70 year old double lung transplant recipient’s 1200km kayak for a cause
Lung Disease

70 year old double lung transplant recipient’s 1200km kayak for a cause

Media Release

70 year old double lung transplant recipient Bill Van Nierop is about to embark on a remarkable physical and mental challenge, kayaking 1200km of the Murrumbidgee River to raise funds for vital lung disease research.

The Redlands grandfather was diagnosed with Idiopathic Pulmonary Fibrosis (IPF) – a progressive lung disease with no cause or cure – in 2015. Initially, he was told that he had only a 50% chance of surviving the next three years and a 20% chance of seeing another five.

Refusing to succumb to those odds, Bill fought to maintain as healthy a lifestyle as he possibly could to secure eligibility for a double lung transplant, which he received in 2021.
He described the journey from diagnosis to transplant and beyond as lonely and challenging.

However, since his initial diagnosis he has been on a mission to improve outcomes for those impacted by lung disease and transplantation. He has strived to do this by driving awareness of the rare condition Idiopathic Pulmonary Fibrosis and by advocating for further research into lung disease as a whole.

Bill’s upcoming kayak, titled the Long Kayak for Lungs 2, is the third time he is putting his mind and body to the test, but his first since his double lung transplant.

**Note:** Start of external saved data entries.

//! Update Cart Line Handler

use std::collections::BTreeMap;

use salvo::{
    oapi::extract::{JsonBody, PathParam},
    prelude::*,
};
use serde::{Deserialize, Serialize};

use storefront_app::domain::products::records::ProductId;

use crate::{
    carts::{
        errors::into_status_error,
        handlers::{CartSummaryResponse, selection_from, summary_response},
    },
    extensions::*,
    observability::observe_cart_mutation,
};

/// Update Cart Line Request
#[derive(Debug, Serialize, Deserialize, ToSchema)]
pub(crate) struct UpdateCartLineRequest {
    /// New number of units
    pub quantity: u32,

    /// Options identifying the line
    #[serde(default)]
    pub option_ids: BTreeMap<i64, i64>,
}

/// Update Cart Line Handler
///
/// Replaces the quantity of a cart line. A line that is not in the cart is left alone.
#[endpoint(
    tags("cart"),
    summary = "Update Cart Line Quantity",
    responses(
        (status_code = StatusCode::OK, description = "Quantity updated"),
        (status_code = StatusCode::UNPROCESSABLE_ENTITY, description = "Invalid quantity"),
        (status_code = StatusCode::FORBIDDEN, description = "CSRF token mismatch"),
        (status_code = StatusCode::INTERNAL_SERVER_ERROR, description = "Internal Server Error"),
    ),
)]
pub(crate) async fn handler(
    product: PathParam<i64>,
    json: JsonBody<UpdateCartLineRequest>,
    depot: &mut Depot,
) -> Result<Json<CartSummaryResponse>, StatusError> {
    let request = json.into_inner();
    let session = depot.cart_session_mut_or_500()?;

    let updated = session
        .update_item_quantity(
            ProductId::from_i64(product.into_inner()),
            request.quantity,
            selection_from(request.option_ids),
        )
        .await;

    observe_cart_mutation("update", updated.is_ok());

    updated.map_err(into_status_error)?;

    summary_response(session, "Quantity was updated").await
}
//! Observability setup and request tracing middleware.

use thiserror::Error;

mod init;
mod logging;
mod metrics;
mod otel;
mod request;
mod settings;

pub(crate) use init::Observability;
pub(crate) use metrics::{metrics_handler, observe_cart_mutation};
pub(crate) use request::request_logging;

/// Errors raised while initialising observability.
#[derive(Debug, Error)]
pub(crate) enum ObservabilityError {
    /// Failed to build OTLP exporter.
    #[error("failed to build OTLP exporter: {0}")]
    OtlpExporter(#[from] opentelemetry_otlp::ExporterBuildError),

    /// Failed to initialise tracing subscriber.
    #[error("failed to initialise tracing subscriber: {0}")]
    TracingSubscriber(#[from] tracing_subscriber::util::TryInitError),
}
//! Bearer token authentication
//!
//! API tokens resolve to the signed-in user whose cart lives in the database.

mod errors;
mod models;
mod repository;
mod service;
mod token;

pub use errors::*;
pub use models::*;
pub use service::*;
pub use token::*;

“Thanks to The Prince Charles Hospital and my incredible medical team there, I have been given a second chance and I’m not going to waste it. There are families across Australia who are affected by lung disease every day and I’m going to do my part to spread support and to do some good for those families,” said Bill.

The Long Kayak for Lungs 2 hopes to raise $48,000 which will support 1000 hours of IPF and transplant research via The Common Good, an initiative of The Prince Charles Hospital.

“Lung disease is very tough to live with mentally. I’ve received comments from people such as, ‘you don’t look sick enough’ or ‘you must have been a smoker’, and it had a real effect on my mental health. I hope that by stepping forward with my kayak, and raising my voice as a patient, I can help influence social change, as well as raising funds for crucial medical research.”

Approximately 1,250 people are diagnosed with Idiopathic Pulmonary Fibrosis each year with countless more affected by broader lung disease.

Steve Francia, Chief Executive Officer of The Common Good, is standing behind Bill as he takes on the Long Kayak for Lungs 2, sharing support for his mission to shine a light on the battle that Australians affected by lung disease face.

“Awareness rates for Idiopathic Pulmonary Fibrosis, and lung disease as a whole, is critically low in Australia and through Bill’s leadership, advocacy and fundraising, we can help drive forward research that will result in positive outcomes for those impacted,” said Francia.

“Bill’s support for the community is profound and extends far beyond financial support alone. The support and hope that Bill provides for others within the community who are battling a debilitating and incurable lung disease cannot be understated.”

Bill will begin the Long Kayak for Lungs 2 in Jugiong, New South Wales, on August 28. He’s expected to complete his journey at Balranald approximately four weeks later.